Lipid-derived messengers and their cognate receptors cooperate with other signaling molecules to modulate the functional activities of immune cells at nonneuronal and neuronal sites. Included among these bioactive lipids are endocannabinoids, endogenous cannabinoids that have the potential to signal through the seven-transmembranal, G protein-coupled CB1R and CB2R. Their ligation to, and activation of, these receptors sets in motion a series of signal transductional events that converge at the transcriptional level to regulate cell migration and the production of cytokines and chemokines. There is a large body of data that supports a functional relevance for 2-AG as acting through the CB2R to inhibit migratory activities for a diverse array of immune cell types, and it has been suggested that 2-AG is the cognate functionally relevant endocannabinoid for the CB2R (Sugiura et al. 2000; Parolaro et al. 2002). AEA has been reported to inhibit immune functional activities, particularly the production of proinflammatory cytokines. However, unequivocal evidence that supports a functional linkage of AEA to a cannabinoid receptor in mediating these effects remains to be obtained. Endocannabinoids, typical of bioactive lipids, have a short half-life intracellularly and extracellularly and appear to act in an autocrine and paracrine fashion. Thus, it appears that their immediate effective action on immune function is at localized sites in the periphery and CNS. It is speculated that, in this context, endocannabinoids play an important role in maintaining the overall “fine-tuning” of the immune homeostatic balance within the host.
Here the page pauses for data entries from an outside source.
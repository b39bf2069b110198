//! Engine configuration.
//!
//! Passed into the orchestrator explicitly with every request; nothing in
//! the engine reads process-wide settings.

use std::collections::BTreeMap;

use mrv_core::breakdown::PrecursorMode;
use mrv_core::numeric::{canonical_decimal, canonical_decimal_opt};
use rust_decimal::Decimal;
use serde::{Deserialize, Serialize};

use crate::error::ConfigError;

/// How the grid factor for purchased electricity is chosen.
#[derive(Debug, Clone, Copy, Default, PartialEq, Eq, Serialize, Deserialize)]
#[serde(rename_all = "snake_case")]
pub enum ElectricityMethod {
    /// Average grid factor of the region.
    #[default]
    Location,
    /// Supplier-specific factor.
    Market,
}

impl ElectricityMethod {
    /// Factor subject used when looking up the grid factor.
    pub fn as_str(&self) -> &'static str {
        match self {
            ElectricityMethod::Location => "location",
            ElectricityMethod::Market => "market",
        }
    }
}

/// ETS allowance position.
#[derive(Debug, Clone, Default, PartialEq, Eq, Serialize, Deserialize)]
#[serde(deny_unknown_fields)]
pub struct EtsConfig {
    #[serde(default, with = "canonical_decimal")]
    pub free_allocation_tco2e: Decimal,
    #[serde(default, with = "canonical_decimal")]
    pub banked_tco2e: Decimal,
    /// Count indirect (electricity) emissions as covered. Off by default:
    /// only direct and process emissions are covered.
    #[serde(default)]
    pub include_indirect: bool,
}

/// Engine configuration, loadable from TOML.
#[derive(Debug, Clone, PartialEq, Eq, Serialize, Deserialize)]
#[serde(deny_unknown_fields)]
pub struct EngineConfig {
    /// Region used for default factor lookups.
    #[serde(default = "default_region")]
    pub region: String,
    #[serde(default)]
    pub electricity_method: ElectricityMethod,
    /// Supplier-specific grid factor in kgCO2e/kWh. Only used with the
    /// market method; replaces the catalog lookup.
    #[serde(default, with = "canonical_decimal_opt")]
    pub market_grid_factor_override: Option<Decimal>,
    #[serde(default)]
    pub precursor_mode: PrecursorMode,
    #[serde(default)]
    pub ets: EtsConfig,
    /// Free-form settings carried through to the InputBundle.
    #[serde(default)]
    pub extra: BTreeMap<String, serde_json::Value>,
}

fn default_region() -> String {
    "TR".to_string()
}

impl Default for EngineConfig {
    fn default() -> Self {
        EngineConfig {
            region: default_region(),
            electricity_method: ElectricityMethod::default(),
            market_grid_factor_override: None,
            precursor_mode: PrecursorMode::default(),
            ets: EtsConfig::default(),
            extra: BTreeMap::new(),
        }
    }
}

impl EngineConfig {
    pub fn from_toml_str(text: &str) -> Result<Self, ConfigError> {
        let config: EngineConfig = toml::from_str(text)?;
        config.validate()?;
        Ok(config)
    }

    pub fn validate(&self) -> Result<(), ConfigError> {
        if self.region.trim().is_empty() {
            return Err(ConfigError::Invalid("region must not be empty".to_string()));
        }
        if self.ets.free_allocation_tco2e.is_sign_negative()
            || self.ets.banked_tco2e.is_sign_negative()
        {
            return Err(ConfigError::Invalid(
                "ets allowances must not be negative".to_string(),
            ));
        }
        if let Some(factor) = self.market_grid_factor_override {
            if factor.is_sign_negative() {
                return Err(ConfigError::Invalid(format!(
                    "market_grid_factor_override must not be negative, got {}",
                    factor
                )));
            }
        }
        Ok(())
    }
}

/// Settings of the engine itself, as opposed to a single request.
#[derive(Debug, Clone, PartialEq, Eq, Serialize, Deserialize)]
pub struct EngineSettings {
    /// Recorded in every bundle; part of the reproducibility key.
    pub engine_version: String,
}

impl Default for EngineSettings {
    fn default() -> Self {
        EngineSettings {
            engine_version: env!("CARGO_PKG_VERSION").to_string(),
        }
    }
}

#[cfg(test)]
mod tests {
    use super::*;

    #[test]
    fn empty_toml_gives_defaults() {
        let config = EngineConfig::from_toml_str("").unwrap();
        assert_eq!(config, EngineConfig::default());
        assert_eq!(config.region, "TR");
        assert!(!config.ets.include_indirect);
    }

    #[test]
    fn full_toml_parses() {
        let config = EngineConfig::from_toml_str(
            r#"
            region = "EU"
            electricity_method = "market"
            market_grid_factor_override = "0.35"
            precursor_mode = "chain"

            [ets]
            free_allocation_tco2e = "1000"
            banked_tco2e = "50.5"
            include_indirect = true

            [extra]
            reporting_language = "tr"
            "#,
        )
        .unwrap();
        assert_eq!(config.electricity_method, ElectricityMethod::Market);
        assert_eq!(config.precursor_mode, PrecursorMode::Chain);
        assert_eq!(config.ets.banked_tco2e, Decimal::new(505, 1));
        assert_eq!(config.market_grid_factor_override, Some(Decimal::new(35, 2)));
        assert_eq!(config.extra["reporting_language"], "tr");
    }

    #[test]
    fn unknown_keys_are_rejected() {
        let err = EngineConfig::from_toml_str("regoin = \"TR\"").unwrap_err();
        assert!(matches!(err, ConfigError::Parse(_)));
    }

    #[test]
    fn negative_allowances_are_rejected() {
        let err = EngineConfig::from_toml_str("[ets]\nfree_allocation_tco2e = \"-1\"").unwrap_err();
        assert!(matches!(err, ConfigError::Invalid(_)));
    }
}
//! File-backed snapshot store: one canonical JSON ledger file.

use std::fs;
use std::path::{Path, PathBuf};
use std::sync::{Arc, Mutex, MutexGuard};

use mrv_core::canonical::canonicalize;
use mrv_core::{InputBundle, ResultBundle, SubjectKey};

use crate::clock::{timestamp, Clock, SystemClock};
use crate::error::StorageError;
use crate::ledger::{Ledger, LedgerFile};
use crate::record::Snapshot;
use crate::traits::SnapshotStore;

/// Snapshot store persisted to a single JSON file.
///
/// Every call reads the file, applies the change and rewrites it through a
/// temporary file and a rename. One mutex guards the whole file, which also
/// serializes writes per subject.
pub struct FileSnapshotStore {
    path: PathBuf,
    guard: Mutex<()>,
    clock: Arc<dyn Clock>,
}

fn backend(context: &str, path: &Path, err: impl std::fmt::Display) -> StorageError {
    StorageError::Backend(format!("{} {}: {}", context, path.display(), err))
}

impl FileSnapshotStore {
    /// Open (or lazily create) the ledger at `path`.
    pub fn open(path: impl Into<PathBuf>) -> Result<Self, StorageError> {
        Self::open_with_clock(path, Arc::new(SystemClock))
    }

    pub fn open_with_clock(
        path: impl Into<PathBuf>,
        clock: Arc<dyn Clock>,
    ) -> Result<Self, StorageError> {
        let path = path.into();
        if let Some(parent) = path.parent().filter(|p| !p.as_os_str().is_empty()) {
            fs::create_dir_all(parent).map_err(|e| backend("cannot create", parent, e))?;
        }
        Ok(FileSnapshotStore {
            path,
            guard: Mutex::new(()),
            clock,
        })
    }

    pub fn path(&self) -> &Path {
        &self.path
    }

    fn exclusive(&self) -> Result<MutexGuard<'_, ()>, StorageError> {
        self.guard
            .lock()
            .map_err(|_| StorageError::Backend("lock poisoned".to_string()))
    }

    fn load(&self) -> Result<Ledger, StorageError> {
        if !self.path.exists() {
            return Ok(Ledger::default());
        }
        let bytes = fs::read(&self.path).map_err(|e| backend("cannot read", &self.path, e))?;
        let file: LedgerFile = serde_json::from_slice(&bytes)
            .map_err(|e| backend("invalid ledger", &self.path, e))?;
        Ok(Ledger::from_file(file))
    }

    fn store(&self, ledger: &Ledger) -> Result<(), StorageError> {
        let bytes = canonicalize(&ledger.to_file())?;
        let tmp = self.path.with_extension("tmp");
        fs::write(&tmp, &bytes).map_err(|e| backend("cannot write", &tmp, e))?;
        fs::rename(&tmp, &self.path).map_err(|e| backend("cannot replace", &self.path, e))?;
        Ok(())
    }
}

impl SnapshotStore for FileSnapshotStore {
    fn save(&self, input: InputBundle, result: ResultBundle) -> Result<Snapshot, StorageError> {
        let _guard = self.exclusive()?;
        let mut ledger = self.load()?;

        let subject = input.subject();
        let previous = ledger
            .latest_for(&subject)
            .map(|s| s.snapshot_hash().to_string());
        let id = ledger.max_id() + 1;
        let snapshot = Snapshot::create(id, input, result, previous, timestamp(&*self.clock)?)?;
        ledger.insert(snapshot.clone());
        self.store(&ledger)?;

        tracing::info!(
            snapshot_id = id,
            subject = %subject,
            path = %self.path.display(),
            "snapshot saved"
        );
        Ok(snapshot)
    }

    fn get(&self, id: u64) -> Result<Snapshot, StorageError> {
        let _guard = self.exclusive()?;
        self.load()?.get(id).cloned()
    }

    fn list(&self, subject: Option<&SubjectKey>) -> Result<Vec<Snapshot>, StorageError> {
        let _guard = self.exclusive()?;
        Ok(self.load()?.list(subject))
    }

    fn latest_for_subject(&self, subject: &SubjectKey) -> Result<Option<Snapshot>, StorageError> {
        let _guard = self.exclusive()?;
        Ok(self.load()?.latest_for(subject).cloned())
    }

    fn lock(&self, id: u64) -> Result<Snapshot, StorageError> {
        let _guard = self.exclusive()?;
        let mut ledger = self.load()?;
        let snapshot = ledger.get_mut(id)?;
        snapshot.lock(timestamp(&*self.clock)?)?;
        let locked = snapshot.clone();
        self.store(&ledger)?;
        tracing::info!(snapshot_id = id, "snapshot locked");
        Ok(locked)
    }

    fn replace_bundles(
        &self,
        id: u64,
        input: InputBundle,
        result: ResultBundle,
    ) -> Result<Snapshot, StorageError> {
        let _guard = self.exclusive()?;
        let mut ledger = self.load()?;
        ledger.ensure_chain_head(id)?;
        let snapshot = ledger.get_mut(id)?;
        snapshot.replace_bundles(input, result)?;
        let replaced = snapshot.clone();
        self.store(&ledger)?;
        tracing::debug!(snapshot_id = id, "snapshot bundles replaced");
        Ok(replaced)
    }

    fn delete(&self, id: u64) -> Result<(), StorageError> {
        let _guard = self.exclusive()?;
        let mut ledger = self.load()?;
        ledger.ensure_chain_head(id)?.ensure_deletable()?;
        ledger.remove(id)?;
        self.store(&ledger)?;
        tracing::info!(snapshot_id = id, "snapshot deleted");
        Ok(())
    }
}
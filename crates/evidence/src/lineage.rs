//! Lineage graph of one snapshot:
//! datasets → input bundle → factor set → calculation → compliance.

use mrv_core::{hash, InputBundle, ResultBundle};
use serde::{Deserialize, Serialize};

use crate::error::EvidenceError;

#[derive(Debug, Clone, Copy, PartialEq, Eq, Serialize, Deserialize)]
#[serde(rename_all = "snake_case")]
pub enum NodeKind {
    Dataset,
    InputBundle,
    FactorSet,
    Methodology,
    Calculation,
    Compliance,
}

#[derive(Debug, Clone, PartialEq, Eq, Serialize, Deserialize)]
pub struct LineageNode {
    pub id: String,
    pub kind: NodeKind,
    pub label: String,
    /// Content hash of what the node stands for.
    pub sha256: String,
}

#[derive(Debug, Clone, PartialEq, Eq, Serialize, Deserialize)]
pub struct LineageEdge {
    pub from: String,
    pub to: String,
    pub relation: String,
}

#[derive(Debug, Clone, PartialEq, Eq, Serialize, Deserialize)]
pub struct Lineage {
    pub snapshot_id: u64,
    pub nodes: Vec<LineageNode>,
    pub edges: Vec<LineageEdge>,
}

impl Lineage {
    pub fn build(
        snapshot_id: u64,
        input: &InputBundle,
        result: &ResultBundle,
    ) -> Result<Self, EvidenceError> {
        let mut lineage = Lineage {
            snapshot_id,
            nodes: Vec::new(),
            edges: Vec::new(),
        };
        let input_id = "input_bundle".to_string();

        for (kind, dataset) in &input.activity_snapshot_ref {
            let id = format!("dataset:{}", kind);
            let label = match &dataset.uri {
                Some(uri) => format!("{} ({} rows, {})", kind, dataset.rows, uri),
                None => format!("{} ({} rows)", kind, dataset.rows),
            };
            lineage.node(&id, NodeKind::Dataset, label, dataset.sha256.clone());
            lineage.edge(&id, &input_id, "recorded_in");
        }

        lineage.node(
            &input_id,
            NodeKind::InputBundle,
            format!("{} / {}", input.subject(), input.engine_version),
            input.input_bundle_hash()?,
        );

        lineage.node(
            "factor_set",
            NodeKind::FactorSet,
            format!("{} factors", input.factors.len()),
            hash(&input.canonical_form().factors)?,
        );
        lineage.edge(&input_id, "factor_set", "pins");

        if let Some(methodology) = &input.methodology {
            lineage.node(
                "methodology",
                NodeKind::Methodology,
                methodology.id.clone(),
                hash(methodology)?,
            );
            lineage.edge(&input_id, "methodology", "follows");
            lineage.edge("methodology", "calculation", "governs");
        }

        lineage.node(
            "calculation",
            NodeKind::Calculation,
            format!("facility {} tCO2e", result.content.totals.facility_tco2e),
            result.result_hash.clone(),
        );
        lineage.edge("factor_set", "calculation", "feeds");

        lineage.node(
            "compliance",
            NodeKind::Compliance,
            format!(
                "{} checks, {}",
                result.content.compliance_checks.len(),
                result.content.compliance_status
            ),
            hash(&result.content.compliance_checks)?,
        );
        lineage.edge("calculation", "compliance", "evaluated_by");

        Ok(lineage)
    }

    fn node(&mut self, id: &str, kind: NodeKind, label: String, sha256: String) {
        self.nodes.push(LineageNode {
            id: id.to_string(),
            kind,
            label,
            sha256,
        });
    }

    fn edge(&mut self, from: &str, to: &str, relation: &str) {
        self.edges.push(LineageEdge {
            from: from.to_string(),
            to: to.to_string(),
            relation: relation.to_string(),
        });
    }
}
Recognition that immune functional activities can be mediated through interaction of lipid ligands with specified receptors leading to the activation of signaling cascades should provide unique and novel insights into the development of therapeutics for the manipulation and ablation of untoward immunological events, including possibly those associated with infection with the HIV and other pathogens. Furthermore, definition of the functional relevance of lipid bio-effector molecules in the immune system could lead to the development of strategies for therapeutic intervention related to the use of illicit drugs that may interfere with endogenous immune homoeostatic and modulatory processes.